Tugumalang.id – Ledakan kasus COVID-19 selama 2 bulan terakhir membuat penanganan pasien orang tanpa gejala (OTG) kini dipusatkan dirawat di tempat isolasi terpusat (isoter), tak terkecuali di Kota Batu. Seiring itu, laju penularannya mulai melandai.
Tentu banyak hal telah dilalui, terutama dari perawat yang bertugas di sana. Salah satunya adalah Wiwik Safitri, alumnus Universitas Muhammadiyah Malang yang bertugas di Yayasan Pelayanan Pekabaran Injil Indonesia (YPPII) Kota Batu.
Wiwik sudah bertugas di sana sejak 7 bulan silam. Selama itu, dia telah berhadapan dengan banyak macam jenis pasien. Mulai yang ramah hingga tidak mengenakkan. Ada yang baik, ada juga yang marah-marah bahkan mengancam bunuh diri.
”Iya waktu Maret 2021 lalu itu ada yang ngancem bunuh diri. Dia merasa isoter ini kayak penjara. Padahalkan tidak, di sini kami memberi perawatan yang baik,” jelasnya.
Tak hanya itu, Wiwik juga kerap mendapat ancaman tidak mengenakkan. Banyak pasien yang selalu marah-marah karena merasa dikurung seperti di penjara. ”Waktu itu saya gak berani dan akhirnya minta bantuan ke Babinsa,” kata dia.
Meski begitu, pengalamannyapun tak melulu buruk. Perempuan berusia 22 tahun itu juga masih merasa nyaman bekerja di sana. Dia didukung dengan rekan kerja yang ramah selama bertugas. Bagaimanapun, kata dia, kerjanya adalah sebuah kewajiban.
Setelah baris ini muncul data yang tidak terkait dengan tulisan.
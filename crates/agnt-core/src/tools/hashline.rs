pub(crate) const MAX_READ_LIMIT: usize = 20_000;
const HASH_PREFIX_LEN: usize = 4;

pub(crate) struct FileLines {
    pub(crate) lines: Vec<String>,
    pub(crate) line_ending: String,
    pub(crate) trailing_newline: bool,
}

impl FileLines {
    pub(crate) fn parse(content: &str) -> Self {
        let line_ending = if content.contains("\r\n") {
            "\r\n"
        } else {
            "\n"
        };
        let normalized = content.replace("\r\n", "\n");
        let trailing_newline = normalized.ends_with('\n');

        let mut lines = if normalized.is_empty() {
            Vec::new()
        } else {
            normalized
                .split('\n')
                .map(std::string::ToString::to_string)
                .collect::<Vec<_>>()
        };
        if trailing_newline && !lines.is_empty() {
            lines.pop();
        }

        Self {
            lines,
            line_ending: line_ending.to_string(),
            trailing_newline,
        }
    }

    pub(crate) fn render(&self) -> String {
        if self.lines.is_empty() {
            return String::new();
        }

        let mut rendered = self.lines.join(&self.line_ending);
        if self.trailing_newline {
            rendered.push_str(&self.line_ending);
        }
        rendered
    }
}

pub(crate) fn hashline(line_no: usize, line: &str) -> String {
    format!("{line_no}:{}|{line}", line_hash_prefix(line))
}

pub(crate) fn resolve_anchor(anchor: &str, lines: &[String]) -> Result<usize, String> {
    if lines.is_empty() {
        return Err("cannot resolve anchor in an empty file".to_string());
    }

    let (line_no, hash_prefix) = parse_anchor(anchor)?;
    let expected_idx = line_no.saturating_sub(1);

    if expected_idx < lines.len()
        && line_hash_prefix(&lines[expected_idx]).starts_with(&hash_prefix)
    {
        return Ok(expected_idx);
    }

    let mut matches: Vec<usize> = lines
        .iter()
        .enumerate()
        .filter_map(|(idx, line)| {
            line_hash_prefix(line)
                .starts_with(&hash_prefix)
                .then_some(idx)
        })
        .collect();

    if matches.is_empty() {
        return Err(format!("anchor `{anchor}` not found"));
    }
    if matches.len() == 1 {
        return Ok(matches[0]);
    }

    matches.sort_by_key(|idx| idx.abs_diff(expected_idx));
    let best = matches[0];
    let best_distance = best.abs_diff(expected_idx);
    let second_distance = matches[1].abs_diff(expected_idx);

    if best_distance == second_distance {
        let candidates = matches
            .iter()
            .take(4)
            .map(|idx| (idx + 1).to_string())
            .collect::<Vec<_>>()
            .join(", ");
        return Err(format!(
            "anchor `{anchor}` is ambiguous (candidate line numbers: {candidates})"
        ));
    }

    Ok(best)
}

pub(crate) fn replacement_lines(content: &str) -> Vec<String> {
    let normalized = content.replace("\r\n", "\n");
    let mut lines = if normalized.is_empty() {
        vec![String::new()]
    } else {
        normalized
            .split('\n')
            .map(std::string::ToString::to_string)
            .collect::<Vec<_>>()
    };

    if normalized.ends_with('\n') && lines.len() > 1 {
        lines.pop();
    }

    lines
}

fn parse_anchor(anchor: &str) -> Result<(usize, String), String> {
    let trimmed = anchor.trim();
    let (line_no_raw, hash_raw) = trimmed
        .split_once(':')
        .ok_or_else(|| format!("invalid anchor `{anchor}` (expected `line:hash`)"))?;

    let line_no = line_no_raw
        .parse::<usize>()
        .map_err(|_| format!("invalid line number in anchor `{anchor}`"))?;
    if line_no == 0 {
        return Err(format!("invalid line number in anchor `{anchor}`"));
    }

    let hash_prefix = hash_raw.trim().to_lowercase();
    if hash_prefix.len() < 2 {
        return Err(format!(
            "invalid hash prefix in anchor `{anchor}` (minimum 2 characters)"
        ));
    }
    if hash_prefix.len() > HASH_PREFIX_LEN {
        return Err(format!(
            "invalid hash prefix in anchor `{anchor}` (maximum {HASH_PREFIX_LEN} characters)"
        ));
    }
    if !hash_prefix.chars().all(|ch| ch.is_ascii_hexdigit()) {
        return Err(format!(
            "invalid hash prefix in anchor `{anchor}` (must be hex)"
        ));
    }

    Ok((line_no, hash_prefix))
}

fn line_hash_prefix(line: &str) -> String {
    // FNV-1a 64-bit.
    let mut hash = 0xcbf29ce484222325u64;
    for byte in line.as_bytes() {
        hash ^= u64::from(*byte);
        hash = hash.wrapping_mul(0x100000001b3);
    }

    let hex = format!("{hash:016x}");
    hex[..HASH_PREFIX_LEN].to_string()
}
Wiwik memutuskan bekerja di tengah orang-orang yang terpapar COVID-19 bukan tanpa alasan. Dia memberanikan diri bertugas di isoter karena memang sedang butuh pekerjaan. Sebab itu, setiap hari dia masih merasa was-was.
Meski sudah menerapkan protokol kesehatan ketat, dirinya masih tetap saja terpapar COVID-19 pada beberapa bulan lalu, saat dia memberikan perawatan kepada pasien. Beruntung, dia tak memiliki gejala yang parah. ”Itu saya akhirnya dirawat 10 hari di isoter,” kata dia.
Hingga hari ini, diapun masih was-was karena harus berinteraksi dengan orang-orang yang positif COVID-19 setiap harinya. ”Tapi saya percaya dan tetap waspada. Disiplin prokes dan banyak mengonsumsi vitamin,” yakinnya.
Kini, Wiwik ikut lega sejak mulai melihat adanya tren penurunan kasus penularan, terutama di Kota Batu. Di mana tingkat keterisian pasien di sini mulai menurun jika dibanding sebelum-sebelumnya.
Kata dia, keterisian paling tinggi yang pernah tercatat mencapai 112 bed dari total 156 bed. Nah, selama 2 hari ini tercatat sudah 0 pasien.
”Tertinggi pernah tembus 112 pasien karena memang COVID-19 sedang meledak-ledaknya sekitar Juli-Agustus 2021 lalu. Tapi meski begitu kita tetap standby buat jaga-jaga sampai kondisnya dinyatakan kondusif,” pungkasnya.